Whilst I attempt to calm down enough to keep the upcoming political rant well-focused, let's do something calmer. Here's a little intellectual exercise I sometimes indulge in, when I'm thinking about how things change, and how they don't.

Say that you have a time machine. But in order to prevent paradoxes, the only way you can interact with the past is by mentally communicating with people in their final moments, who can't pass on anything you tell them.

Pick a historical figure to talk to. What do you ask them, and what do you tell them? How do you expect them to react? Do you pick a great person and tell them what they accomplished? A villain to torment with their ultimate failure? Or just a normal person in the hurly-burly of normal life?

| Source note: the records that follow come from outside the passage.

/// Password hashing using Argon2id
///
/// Credentials are stored as PHC-format Argon2id hashes. Verification is
/// constant-time; the parameters travel inside the hash string, so they can
/// be tuned later without invalidating existing credentials.
///
/// # Example
///
/// ```
/// use taskdeck_shared::auth::password::{hash_password, verify_password};
///
/// # fn example() -> Result<(), Box<dyn std::error::Error>> {
/// let hash = hash_password("super_secret_password_123")?;
/// assert!(verify_password("super_secret_password_123", &hash)?);
/// assert!(!verify_password("wrong_password", &hash)?);
/// # Ok(())
/// # }
/// ```
use argon2::{
    password_hash::{rand_core::OsRng, PasswordHash, PasswordHasher, PasswordVerifier, SaltString},
    Argon2,
};

/// Error type for password hashing operations
#[derive(Debug, thiserror::Error)]
pub enum PasswordError {
    /// Failed to hash password
    #[error("Failed to hash password: {0}")]
    HashError(String),

    /// Failed to verify password
    #[error("Failed to verify password: {0}")]
    VerifyError(String),

    /// Invalid password hash format
    #[error("Invalid password hash format: {0}")]
    InvalidHash(String),
}

/// Hashes a password with a fresh random salt
///
/// Returns a PHC string (`$argon2id$v=19$...`) suitable for storing in the
/// `password_hash` column.
pub fn hash_password(password: &str) -> Result<String, PasswordError> {
    let salt = SaltString::generate(&mut OsRng);
    let argon2 = Argon2::default();

    let hash = argon2
        .hash_password(password.as_bytes(), &salt)
        .map_err(|e| PasswordError::HashError(format!("Hash generation failed: {}", e)))?;

    Ok(hash.to_string())
}

/// Verifies a password against a stored hash
///
/// Returns `Ok(false)` for a wrong password; errors are reserved for a
/// malformed hash or an internal failure.
pub fn verify_password(password: &str, hash: &str) -> Result<bool, PasswordError> {
    let parsed_hash = PasswordHash::new(hash)
        .map_err(|e| PasswordError::InvalidHash(format!("Failed to parse hash: {}", e)))?;

    // A PHC string can parse while carrying no digest; that is a malformed
    // stored hash, not a wrong password.
    if parsed_hash.hash.is_none() {
        return Err(PasswordError::InvalidHash(
            "Hash string contains no digest".to_string(),
        ));
    }

    match Argon2::default().verify_password(password.as_bytes(), &parsed_hash) {
        Ok(()) => Ok(true),
        Err(argon2::password_hash::Error::Password) => Ok(false),
        Err(e) => Err(PasswordError::VerifyError(format!(
            "Verification failed: {}",
            e
        ))),
    }
}

/// Validates password strength
///
/// Checks that a candidate password meets minimum requirements:
/// - At least 8 characters long
/// - Contains at least one uppercase letter
/// - Contains at least one lowercase letter
/// - Contains at least one digit
/// - Contains at least one special character
///
/// # Example
///
/// ```
/// use taskdeck_shared::auth::password::validate_password_strength;
///
/// assert!(validate_password_strength("MyP@ssw0rd!").is_ok());
/// assert!(validate_password_strength("Sh0rt!").is_err());
/// assert!(validate_password_strength("Password123").is_err());
/// ```
pub fn validate_password_strength(password: &str) -> Result<(), String> {
    if password.len() < 8 {
        return Err("Password must be at least 8 characters long".to_string());
    }

    if !password.chars().any(|c| c.is_uppercase()) {
        return Err("Password must contain at least one uppercase letter".to_string());
    }

    if !password.chars().any(|c| c.is_lowercase()) {
        return Err("Password must contain at least one lowercase letter".to_string());
    }

    if !password.chars().any(|c| c.is_numeric()) {
        return Err("Password must contain at least one digit".to_string());
    }

    if !password.chars().any(|c| !c.is_alphanumeric()) {
        return Err("Password must contain at least one special character".to_string());
    }

    Ok(())
}

#[cfg(test)]
mod tests {
    use super::*;

    #[test]
    fn test_hash_password_format() {
        let hash = hash_password("test_password_123").expect("Hash should succeed");
        assert!(hash.starts_with("$argon2id$"));
    }

    #[test]
    fn test_hash_password_produces_different_salts() {
        let hash1 = hash_password("same_password").expect("Hash 1 should succeed");
        let hash2 = hash_password("same_password").expect("Hash 2 should succeed");
        assert_ne!(hash1, hash2);
    }

    #[test]
    fn test_verify_password_roundtrip() {
        let hash = hash_password("correct_password").expect("Hash should succeed");

        assert!(verify_password("correct_password", &hash).expect("Verify should succeed"));
        assert!(!verify_password("wrong_password", &hash).expect("Verify should succeed"));
        assert!(!verify_password("", &hash).expect("Verify should succeed"));
    }

    #[test]
    fn test_verify_password_invalid_hash() {
        assert!(verify_password("password", "not-a-hash").is_err());

        // Parses as a PHC string but carries no digest
        assert!(matches!(
            verify_password("password", "$argon2id$invalid"),
            Err(PasswordError::InvalidHash(_))
        ));
    }

    #[test]
    fn test_password_strength_accepts_strong_password() {
        assert!(validate_password_strength("MyP@ssw0rd!").is_ok());
        assert!(validate_password_strength("C0rrect-horse").is_ok());
    }

    #[test]
    fn test_password_strength_rejects_weak_passwords() {
        assert!(validate_password_strength("Sh0rt!").is_err()); // too short
        assert!(validate_password_strength("all-lower-1").is_err()); // no uppercase
        assert!(validate_password_strength("ALL-UPPER-1").is_err()); // no lowercase
        assert!(validate_password_strength("NoDigits!!").is_err()); // no digit
        assert!(validate_password_strength("NoSpecial123").is_err()); // no special
    }
}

This line of thought brought to you by musings of how Henry VIII would have reacted, had he known that his child would solidify so much of what he set out to do -- but that it would be Anne Boleyn's daughter, not Jane Seymour's son, who did it. (I just finished a fascinating course on Henry's life and times. Now I really need to listen to the one that puts it in the context of what happened next...)
mindways: (Default)

[personal profile] mindways 2005-12-20 03:59 am (UTC)(link)
...huh. That's an exercise I also do. (Or the variant of "you can yank someone from the past into the present, at the time of their purported 'death'. They get as long or as short a time in the modern day as they want, but when they're done they return to the moment of their death.")

The one that always jumps to mind for me is Abe Lincoln - more to tell him about history after his death than anything else, though I'd certainly enjoy the chance for conversation - he died at kind of a crux-point, and from what I've read of the man I think he'd be relieved to learn how things turned out in the long run (though certainly grieved by some of the short-term events after his death).

For the pulling-forward variant, the one that usually jumps to my mind is Benjamin Franklin.